Serotonergic labeling (5-HT) in the olfactory lobe (OL) and AL (A–D, green) reveals fibers from the Dorsal Giant Neuron (DGN) innervating these lobes (A and Aii; white arrows). 5-HT labeling of individual glomeruli (dotted outlines in Aii) and DGN fibers (Aii, arrows) are clearly shown in this section of the AL. Magnifications of this section, including images deeper into the tissue (Ai, B, C) display the three separate laser channels representing the nuclear stain, propidium iodide (PI, red), serotonin (5-HT, green) and glutamine synthetase (GS, blue); PI and GS labeling together reveal the multi-layered aspect of the niche when the brain is sectioned sagittally (B, C, D).
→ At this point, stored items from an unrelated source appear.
#[cfg(test)]
mod tests {
    use super::*;

    #[test]
    fn full_profile_parses() {
        let profile = map_profile(
            "cpu.performance\n\
             gpu.performance=true\n\
             compositor.off\n\
             mouse.hidden\n\
             steam\n\
             proc.nice=-4\n\
             proc.nice.delay=0.5\n\
             proc.nice.watch\n\
             proc.affinity=0,1\n\
             proc.policy=rr\n\
             proc.policy.priority=42\n\
             proc.io.class=best_effort\n\
             proc.io.nice=3\n\
             launcher=launch-wrapper:c%/usr/bin/game\n\
             launcher.skip_mapping=false\n\
             scripts.after=/bin/notify,/bin/prepare\n\
             scripts.after.wait\n\
             scripts.finish=/bin/cleanup\n\
             scripts.finish.timeout=5\n\
             stop.after=picom,redshift\n\
             stop.after.relaunch",
            None,
            None,
        );

        assert_eq!(profile.cpu.as_ref().unwrap().performance, Some(true));
        assert_eq!(profile.gpu.as_ref().unwrap().performance, Some(true));
        assert_eq!(profile.compositor.as_ref().unwrap().off, Some(true));
        assert_eq!(profile.hide_mouse, Some(true));
        assert_eq!(profile.steam, Some(true));

        let process = profile.process.as_ref().unwrap();
        let nice = process.nice.as_ref().unwrap();
        assert_eq!(nice.level, Some(-4));
        assert_eq!(nice.delay, Some(0.5));
        assert_eq!(nice.watch, Some(true));
        assert_eq!(process.affinity.as_deref(), Some(&[0, 1][..]));
        let sched = process.scheduling.as_ref().unwrap();
        assert_eq!(sched.policy, Some(SchedPolicy::Rr));
        assert_eq!(sched.priority, Some(42));
        let io = process.io.as_ref().unwrap();
        assert_eq!(io.class, Some(IoClass::BestEffort));
        assert_eq!(io.nice, Some(3));

        let launcher = profile.launcher.as_ref().unwrap();
        assert_eq!(
            launcher.mapping.as_ref().unwrap().get("launch-wrapper").map(String::as_str),
            Some("c%/usr/bin/game")
        );
        assert_eq!(launcher.skip_mapping, Some(false));

        let after = profile.after_scripts.as_ref().unwrap();
        assert_eq!(after.scripts, vec!["/bin/notify", "/bin/prepare"]);
        assert!(after.wait_execution);
        let finish = profile.finish_scripts.as_ref().unwrap();
        assert_eq!(finish.scripts, vec!["/bin/cleanup"]);
        assert_eq!(finish.timeout, Some(5.0));

        let stop = profile.stop_after.as_ref().unwrap();
        assert!(stop.processes.contains("picom"));
        assert!(stop.processes.contains("redshift"));
        assert_eq!(stop.relaunch, Some(true));
        assert!(profile.is_valid());
    }

    #[test]
    fn empty_sections_are_dropped() {
        let profile = map_profile("cpu.performance", None, None);
        assert!(profile.cpu.is_some());
        assert!(profile.gpu.is_none());
        assert!(profile.process.is_none());
        assert!(profile.launcher.is_none());
        assert!(profile.after_scripts.is_none());
        assert!(profile.stop_after.is_none());
    }

    #[test]
    fn boundary_nice_levels() {
        for (level, valid) in [(-20, true), (19, true), (-21, false), (20, false)] {
            let profile = map_profile(&format!("proc.nice={level}"), None, None);
            let has_nice = profile
                .process
                .as_ref()
                .and_then(|p| p.nice.as_ref())
                .is_some();
            assert_eq!(has_nice, valid, "nice level {level}");
        }
    }

    #[test]
    fn affinity_bounds_checked_against_cpu_count() {
        let profile = map_profile("proc.affinity=0,1,2", None, None);
        let process = profile.process.as_ref().unwrap();
        assert!(process.has_valid_cpu_affinity(4));
        assert!(!process.has_valid_cpu_affinity(2));
        assert!(!process.has_valid_cpu_affinity(0));
    }

    #[test]
    fn scheduling_priority_validity() {
        let rr = SchedulingSettings {
            policy: Some(SchedPolicy::Rr),
            priority: Some(99),
        };
        assert!(rr.has_valid_priority());

        let out_of_range = SchedulingSettings {
            policy: Some(SchedPolicy::Fifo),
            priority: Some(100),
        };
        assert!(!out_of_range.has_valid_priority());

        let no_priority_policy = SchedulingSettings {
            policy: Some(SchedPolicy::Batch),
            priority: Some(10),
        };
        assert!(!no_priority_policy.has_valid_priority());
    }

    #[test]
    fn unknown_keys_do_not_invalidate() {
        let profile = map_profile("definitely.unknown=1\ncpu.performance", None, None);
        assert!(profile.is_valid());
        assert_eq!(profile.cpu.as_ref().unwrap().performance, Some(true));
    }

    #[test]
    fn extra_settings_override_base() {
        let profile = map_profile("proc.nice=5", None, Some("proc.nice=-10"));
        let nice = profile.process.as_ref().unwrap().nice.as_ref().unwrap();
        assert_eq!(nice.level, Some(-10));
    }

    #[test]
    fn profile_paths_by_priority() {
        let paths = possible_profile_paths("default", Some(1000), Some("player"));
        assert_eq!(paths[0], PathBuf::from("/home/player/.config/overdrive/default.profile"));
        assert_eq!(paths[1], PathBuf::from("/etc/overdrive/default.profile"));

        let root_paths = possible_profile_paths("default", Some(0), Some("root"));
        assert_eq!(root_paths, vec![PathBuf::from("/etc/overdrive/default.profile")]);
    }
}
In C and D, white arrows indicate the GS-labeled cytoplasm (blue) of the niche cells, demonstrating that the deepest, most dorsal niche layer (outline in D) does not label for GS (dotted line in C, lower panels). The PI labeling cells also delineates the trail of cells, composing a blood vessel that extends from within the AL into the niche itself (Ai, white square; B,white square; Bi, arrow). Higher magnifications show a serotonin immunoreative “crown” of terminals within the outer, ventral layer of the niche (C, asterisk); a weakly immunoreactive serotonergic fiber(s) (arrowheads) is observed connecting to this serrated-like region. Scale bar: (A) 200 µm; (Ai, Aii, B) 20 µm; (D) 10 µm; (Bi, C) 5 µm.